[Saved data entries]
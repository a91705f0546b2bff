//! `trundle-kernel` – Mode & Medium Arbitration
//!
//! The regulating layer of the behavior core.  It does not navigate; it
//! decides *who* may command the robot and *which* behavior task owns the
//! motors.
//!
//! # Modules
//!
//! - [`arbiter`] – [`MediumArbiter`][arbiter::MediumArbiter]: mutual
//!   exclusion between the web operator and the voice pipeline, with an
//!   anti-starvation rule that keeps a denied voice request from being
//!   locked out by web traffic.
//! - [`supervisor`] – [`ModeSupervisor`][supervisor::ModeSupervisor]:
//!   serialised behavior switching with cooperative cancellation: the
//!   previous behavior task is cancelled and awaited before its replacement
//!   is spawned, so at most one task ever issues motor commands.
//!
//! Both are process-lifetime singletons constructed at startup and passed by
//! reference into every task that needs them; there is no ambient global
//! state.

pub mod arbiter;
pub mod supervisor;

pub use arbiter::MediumArbiter;
pub use supervisor::ModeSupervisor;
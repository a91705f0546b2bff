//! `tracing` subscriber initialisation.
//!
//! Call [`init_tracing`] once at process startup, before the Tokio runtime
//! exists.
//!
//! # Environment variables
//!
//! | Variable | Effect |
//! |---|---|
//! | `RUST_LOG` | Log filter (default `"info"`). |
//! | `TRUNDLE_LOG_FORMAT=json` | Emit newline-delimited JSON logs. |

use tracing_subscriber::{EnvFilter, layer::SubscriberExt, util::SubscriberInitExt};

/// Initialise the global `tracing` subscriber.
///
/// Honors `RUST_LOG` for filtering and `TRUNDLE_LOG_FORMAT=json` for
/// machine-readable output; defaults to a compact console format at `info`.
/// Panics if a global subscriber is already installed, so call it exactly
/// once from `main`.
pub fn init_tracing() {
    let log_level = std::env::var("RUST_LOG").unwrap_or_else(|_| "info".to_string());
    let env_filter =
        EnvFilter::try_from_default_env().unwrap_or_else(|_| EnvFilter::new(log_level));
    let use_json = std::env::var("TRUNDLE_LOG_FORMAT").as_deref() == Ok("json");

    if use_json {
        tracing_subscriber::registry()
            .with(env_filter)
            .with(tracing_subscriber::fmt::layer().json())
            .init();
    } else {
        tracing_subscriber::registry()
            .with(env_filter)
            .with(tracing_subscriber::fmt::layer().compact())
            .init();
    }
}
//! Command dispatcher: one entry point per external command source.
//!
//! Each source (web operator, voice pipeline) feeds a channel of decoded
//! [`CommandMessage`]s; a [`Dispatcher`] clone pumps each channel.  Every
//! command is bracketed by an arbiter acquire/release pair, so the two
//! sources never interleave mid-command, a denied source hears who is
//! busy, and a source that was turned away hears "now available" once the
//! holder finishes.

use std::sync::Arc;

use tokio::sync::mpsc;
use tokio_util::sync::CancellationToken;
use tracing::{info, warn};
use trundle_hal::Announcer;
use trundle_kernel::{MediumArbiter, ModeSupervisor};
use trundle_middleware::{CommandMessage, ManualStep, NoticeBus};
use trundle_types::{Medium, Mode, Notice};

use crate::behavior::{self, BehaviorContext};

const SOURCE: &str = "trundle-runtime::dispatch";

/// Routes decoded commands into mode switches and manual steps.
#[derive(Clone)]
pub struct Dispatcher {
    arbiter: Arc<MediumArbiter>,
    supervisor: Arc<ModeSupervisor>,
    ctx: BehaviorContext,
    steps_tx: mpsc::Sender<ManualStep>,
}

impl Dispatcher {
    pub fn new(
        arbiter: Arc<MediumArbiter>,
        supervisor: Arc<ModeSupervisor>,
        ctx: BehaviorContext,
        steps_tx: mpsc::Sender<ManualStep>,
    ) -> Self {
        Self {
            arbiter,
            supervisor,
            ctx,
            steps_tx,
        }
    }

    /// Pump one command source until its channel closes or shutdown.
    pub async fn pump(
        &self,
        medium: Medium,
        mut commands: mpsc::Receiver<CommandMessage>,
        cancel: CancellationToken,
    ) {
        loop {
            let msg = tokio::select! {
                _ = cancel.cancelled() => break,
                msg = commands.recv() => match msg {
                    Some(msg) => msg,
                    None => break,
                },
            };
            self.handle(medium, msg).await;
        }
        info!(%medium, "command source closed");
    }

    /// Run one command under the arbiter bracket.
    pub async fn handle(&self, medium: Medium, msg: CommandMessage) {
        if !self.acquire_or_announce(medium).await {
            return;
        }
        self.execute(medium, msg).await;
        self.release_and_announce(medium).await;
    }

    async fn execute(&self, medium: Medium, msg: CommandMessage) {
        info!(%medium, ?msg, "command");
        match msg {
            CommandMessage::Motor(step) => {
                // Driving input implies MANUAL; switch first if needed.
                if self.supervisor.current_mode().await != Some(Mode::Manual) {
                    self.switch(Mode::Manual, None).await;
                }
                if self.steps_tx.try_send(step).is_err() {
                    warn!(%step, "manual step queue full, dropping");
                }
            }
            CommandMessage::SetMode(mode @ (Mode::Find | Mode::Follow)) => {
                // These modes need a target name; the sources send them
                // through Find/Follow instead.
                warn!(%mode, "mode change without a target, ignoring");
                self.ctx
                    .announcer
                    .say("tell me what to look for first")
                    .await;
            }
            CommandMessage::SetMode(mode) => {
                self.switch(mode, None).await;
            }
            CommandMessage::Find { target } => {
                self.switch(Mode::Find, Some(target)).await;
            }
            CommandMessage::Follow { target } => {
                self.switch(Mode::Follow, Some(target)).await;
            }
        }
    }

    async fn switch(&self, mode: Mode, target: Option<String>) {
        let ctx = self.ctx.clone();
        match (mode, target) {
            (Mode::Manual, _) => {
                self.supervisor
                    .switch_to(mode, |cancel| behavior::manual_relay(ctx, cancel))
                    .await;
            }
            (Mode::Autonomous, _) => {
                self.supervisor
                    .switch_to(mode, |cancel| behavior::explore(ctx, cancel))
                    .await;
            }
            (Mode::Find, Some(target)) => {
                self.supervisor
                    .switch_to(mode, |cancel| behavior::find_object(ctx, target, cancel))
                    .await;
            }
            (Mode::Follow, Some(target)) => {
                self.supervisor
                    .switch_to(mode, |cancel| behavior::follow_target(ctx, target, cancel))
                    .await;
            }
            (Mode::Find | Mode::Follow, None) => unreachable!("target checked in execute"),
        }
        self.ctx.bus.publish(SOURCE, Notice::ModeChanged { mode });
    }

    async fn acquire_or_announce(&self, medium: Medium) -> bool {
        if self.arbiter.acquire(medium).await {
            return true;
        }
        let holder = self.arbiter.holder().await;
        if let Some(holder) = holder {
            self.ctx
                .announcer
                .say(&format!("one moment, the {holder} control is using me"))
                .await;
            self.ctx.bus.publish(SOURCE, Notice::Busy { holder });
        }
        false
    }

    async fn release_and_announce(&self, medium: Medium) {
        if let Some(waiting) = self.arbiter.release(medium).await {
            info!(%waiting, "announcing availability to the turned-away source");
            self.ctx.announcer.say("now available").await;
            self.ctx.bus.publish(SOURCE, Notice::Available);
        }
    }
}

#[cfg(test)]
mod tests {
    use super::*;
    use std::time::Duration;
    use trundle_hal::{
        MotorCommand, RecordingAnnouncer, ScriptedRangeArray, ScriptedVision, SimMotor,
    };
    use trundle_types::DistanceSample;

    use crate::behavior::BehaviorSettings;
    use crate::manual::step_queue;

    struct Rig {
        dispatcher: Dispatcher,
        supervisor: Arc<ModeSupervisor>,
        motor: Arc<SimMotor>,
        announcer: Arc<RecordingAnnouncer>,
        bus: NoticeBus,
    }

    fn rig() -> Rig {
        let motor = Arc::new(SimMotor::new());
        let announcer = Arc::new(RecordingAnnouncer::new());
        let bus = NoticeBus::default();
        let (steps_tx, steps) = step_queue();
        let ctx = BehaviorContext {
            motor: motor.clone(),
            range: Arc::new(ScriptedRangeArray::steady(DistanceSample {
                front: 90.0,
                left: 90.0,
                right: 90.0,
                back: 90.0,
            })),
            vision: Arc::new(ScriptedVision::new()),
            announcer: announcer.clone(),
            bus: bus.clone(),
            steps,
            settings: BehaviorSettings::default(),
        };
        let supervisor = Arc::new(ModeSupervisor::new());
        let dispatcher = Dispatcher::new(
            Arc::new(MediumArbiter::new()),
            supervisor.clone(),
            ctx,
            steps_tx,
        );
        Rig {
            dispatcher,
            supervisor,
            motor,
            announcer,
            bus,
        }
    }

    #[tokio::test(start_paused = true)]
    async fn mode_command_switches_the_supervisor() {
        let rig = rig();
        let mut notices = rig.bus.subscribe();

        rig.dispatcher
            .handle(Medium::Web, CommandMessage::SetMode(Mode::Autonomous))
            .await;

        assert_eq!(rig.supervisor.current_mode().await, Some(Mode::Autonomous));
        assert_eq!(
            notices.recv().await.unwrap().payload,
            Notice::ModeChanged {
                mode: Mode::Autonomous
            }
        );
        rig.supervisor.shutdown().await;
    }

    #[tokio::test(start_paused = true)]
    async fn motor_command_implies_manual_mode() {
        let rig = rig();

        rig.dispatcher
            .handle(Medium::Web, CommandMessage::SetMode(Mode::Autonomous))
            .await;
        rig.dispatcher
            .handle(Medium::Web, CommandMessage::Motor(ManualStep::Forward))
            .await;

        assert_eq!(rig.supervisor.current_mode().await, Some(Mode::Manual));
        // Let the relay drain the queued step.
        tokio::time::sleep(Duration::from_millis(50)).await;
        assert_eq!(rig.motor.last(), Some(MotorCommand::Forward));
        rig.supervisor.shutdown().await;
    }

    #[tokio::test(start_paused = true)]
    async fn busy_source_is_told_who_holds_control() {
        let rig = rig();

        assert!(rig.dispatcher.acquire_or_announce(Medium::Voice).await);
        assert!(!rig.dispatcher.acquire_or_announce(Medium::Web).await);

        assert_eq!(
            rig.announcer.transcript(),
            vec!["one moment, the voice control is using me"]
        );
    }

    #[tokio::test(start_paused = true)]
    async fn release_announces_availability_to_the_turned_away_source() {
        let rig = rig();
        let mut notices = rig.bus.subscribe();

        assert!(rig.dispatcher.acquire_or_announce(Medium::Voice).await);
        assert!(!rig.dispatcher.acquire_or_announce(Medium::Web).await);
        rig.dispatcher.release_and_announce(Medium::Voice).await;

        assert_eq!(rig.announcer.transcript().last().unwrap(), "now available");
        // Busy first, then available.
        assert_eq!(
            notices.recv().await.unwrap().payload,
            Notice::Busy {
                holder: Medium::Voice
            }
        );
        assert_eq!(notices.recv().await.unwrap().payload, Notice::Available);
    }

    #[tokio::test(start_paused = true)]
    async fn uncontested_release_stays_quiet() {
        let rig = rig();

        assert!(rig.dispatcher.acquire_or_announce(Medium::Web).await);
        rig.dispatcher.release_and_announce(Medium::Web).await;

        assert!(rig.announcer.transcript().is_empty());
    }

    #[tokio::test(start_paused = true)]
    async fn bare_find_mode_request_asks_for_a_target() {
        let rig = rig();

        rig.dispatcher
            .handle(Medium::Voice, CommandMessage::SetMode(Mode::Find))
            .await;

        assert_eq!(rig.supervisor.current_mode().await, None);
        assert_eq!(
            rig.announcer.transcript(),
            vec!["tell me what to look for first"]
        );
    }

    #[tokio::test(start_paused = true)]
    async fn pump_stops_when_the_source_channel_closes() {
        let rig = rig();
        let (tx, rx) = trundle_middleware::command_channel();

        let dispatcher = rig.dispatcher.clone();
        let handle = tokio::spawn(async move {
            dispatcher
                .pump(Medium::Web, rx, CancellationToken::new())
                .await;
        });

        tx.send(CommandMessage::SetMode(Mode::Manual)).await.unwrap();
        drop(tx);
        handle.await.unwrap();

        assert_eq!(rig.supervisor.current_mode().await, Some(Mode::Manual));
        rig.supervisor.shutdown().await;
    }
}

_What is required_. Pull out every line holding "startup" from the records above, and copy it.

_Task result_.
//! Both are process-lifetime singletons constructed at startup and passed by
//! Call [`init_tracing`] once at process startup, before the Tokio runtime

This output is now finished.